Numerical investigation of the performance and hydrodynamics of a rotating tubular membrane used for liquid–liquid separation

Abstract

The performance of a liquid–liquid separation process based on an axially rotating tubular ceramic membrane operated in a crossflow regime is studied numerically with oil–water dispersions used as a model mixture. Internal hydrodynamics are explored using computational fluid dynamics simulations to obtain the velocity field in the continuous phase (water) and predict the separation efficiency with respect to the dispersed phase (oil). A discrete phase model is used to estimate trajectories of dispersed oil droplets within the membrane channel. The separation performance of the process is evaluated in terms of the droplet cutoff size. Effects of the Reynolds and Swirl numbers on velocity and pressure fields, shear stress, droplet cutoff size, and separation efficiency are investigated.
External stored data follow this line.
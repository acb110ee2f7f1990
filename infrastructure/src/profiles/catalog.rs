//! Static profile catalog.
//!
//! Holds a fixed set of [`Profile`]s, either the built-in roles or those
//! read from `[profiles.<name>]` config sections layered over them.

use crate::tools::{command, comment, document, file, git, introspection, ticket};
use board_application::ports::profile_catalog::ProfileCatalog;
use board_domain::Profile;
use std::collections::BTreeMap;

pub const RESEARCHER: &str = "researcher";
pub const PLANNER: &str = "planner";
pub const DEVELOPER: &str = "developer";
pub const REVIEWER: &str = "reviewer";

#[derive(Debug, Clone, Default)]
pub struct StaticProfileCatalog {
    profiles: BTreeMap<String, Profile>,
}

impl StaticProfileCatalog {
    pub fn new(profiles: impl IntoIterator<Item = Profile>) -> Self {
        Self {
            profiles: profiles
                .into_iter()
                .map(|p| (p.name.clone(), p))
                .collect(),
        }
    }

    /// Insert a profile, replacing any existing one with the same name.
    pub fn with_profile(mut self, profile: Profile) -> Self {
        self.profiles.insert(profile.name.clone(), profile);
        self
    }

    /// The four stock roles of the ticket lifecycle.
    pub fn builtin() -> Self {
        Self::new([
            Profile::new(
                RESEARCHER,
                [
                    file::READ_FILE,
                    file::LIST_FILES,
                    git::GIT_STATUS,
                    git::GIT_DIFF,
                    ticket::GET_TICKET,
                    ticket::UPDATE_TICKET_STATE,
                    comment::POST_COMMENT,
                    document::SAVE_DOCUMENT,
                    introspection::LIST_MY_TOOLS,
                ],
            )
            .with_system_prompt(
                "You are a researcher. Investigate the codebase and the ticket, \
                 then record what you learned as a research document.",
            )
            .with_workflow(
                "1. Read the ticket.\n2. Explore the relevant code.\n\
                 3. Save a research document.\n4. Move the ticket to plan_approval.",
            ),
            Profile::new(
                PLANNER,
                [
                    file::READ_FILE,
                    file::LIST_FILES,
                    git::GIT_STATUS,
                    ticket::GET_TICKET,
                    ticket::UPDATE_TICKET_STATE,
                    comment::POST_COMMENT,
                    document::SAVE_DOCUMENT,
                    introspection::LIST_MY_TOOLS,
                ],
            )
            .with_system_prompt(
                "You are a planner. Turn research into a concrete, reviewable \
                 implementation plan.",
            )
            .with_workflow(
                "1. Read the ticket and its research.\n\
                 2. Save an implementation_plan document.\n3. Ask for approval if anything is unclear.",
            ),
            Profile::new(
                DEVELOPER,
                [
                    file::READ_FILE,
                    file::WRITE_FILE,
                    file::EDIT_FILE,
                    file::LIST_FILES,
                    command::RUN_COMMAND,
                    git::GIT_STATUS,
                    git::GIT_DIFF,
                    git::GIT_COMMIT,
                    git::GIT_PUSH,
                    ticket::GET_TICKET,
                    ticket::UPDATE_TICKET_STATE,
                    comment::POST_COMMENT,
                    document::SAVE_DOCUMENT,
                    introspection::LIST_MY_TOOLS,
                ],
            )
            .with_system_prompt(
                "You are a developer. Implement the approved plan with small, \
                 tested changes and commit your work.",
            )
            .with_workflow(
                "1. Read the ticket and plan.\n2. Edit code and run the tests.\n\
                 3. Commit and push.\n4. Move the ticket to verification.",
            ),
            Profile::new(
                REVIEWER,
                [
                    file::READ_FILE,
                    file::LIST_FILES,
                    command::RUN_COMMAND,
                    git::GIT_STATUS,
                    git::GIT_DIFF,
                    ticket::GET_TICKET,
                    ticket::UPDATE_TICKET_STATE,
                    comment::POST_COMMENT,
                    introspection::LIST_MY_TOOLS,
                ],
            )
            .with_system_prompt(
                "You are a reviewer. Verify the change against the acceptance \
                 criteria and either finish the ticket or send it back.",
            )
            .with_workflow(
                "1. Read the ticket.\n2. Inspect the diff and run the tests.\n\
                 3. Move the ticket to done, or back to in_progress with comments.",
            ),
        ])
    }

    pub fn len(&self) -> usize {
        self.profiles.len()
    }

    pub fn is_empty(&self) -> bool {
        self.profiles.is_empty()
    }
}

impl ProfileCatalog for StaticProfileCatalog {
    fn profile(&self, name: &str) -> Option<Profile> {
        self.profiles.get(name).cloned()
    }

    fn profile_names(&self) -> Vec<String> {
        self.profiles.keys().cloned().collect()
    }
}

#[cfg(test)]
mod tests {
    use super::*;

    #[test]
    fn test_builtin_roles() {
        let catalog = StaticProfileCatalog::builtin();
        assert_eq!(
            catalog.profile_names(),
            vec![DEVELOPER, PLANNER, RESEARCHER, REVIEWER]
        );

        let developer = catalog.profile(DEVELOPER).unwrap();
        assert!(developer.allows(file::EDIT_FILE));
        assert!(developer.allows(git::GIT_PUSH));
        assert!(!developer.system_prompt.is_empty());

        let reviewer = catalog.profile(REVIEWER).unwrap();
        assert!(!reviewer.allows(file::WRITE_FILE));
    }

    #[test]
    fn test_with_profile_replaces() {
        let catalog = StaticProfileCatalog::builtin()
            .with_profile(Profile::new(REVIEWER, [file::READ_FILE]))
            .with_profile(Profile::new("auditor", [file::LIST_FILES]));

        assert_eq!(catalog.len(), 5);
        assert_eq!(catalog.profile(REVIEWER).unwrap().tools, vec![file::READ_FILE]);
        assert!(catalog.profile("nobody").is_none());
    }
}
The increased shear stress on the membrane surface due to the angular and the crossflow velocities decreased the accumulation of droplets on the membrane while increasing the separation efficiency. The droplet cutoff size is observed to decrease with an increase in the Reynolds and Swirl numbers. The separation efficiency strongly depends on the Swirl and Stokes numbers but only weekly on the Reynolds number. By increasing the Swirl number of the flow, it may be possible to remove very fine droplets by centrifugal force only and avoid membrane fouling.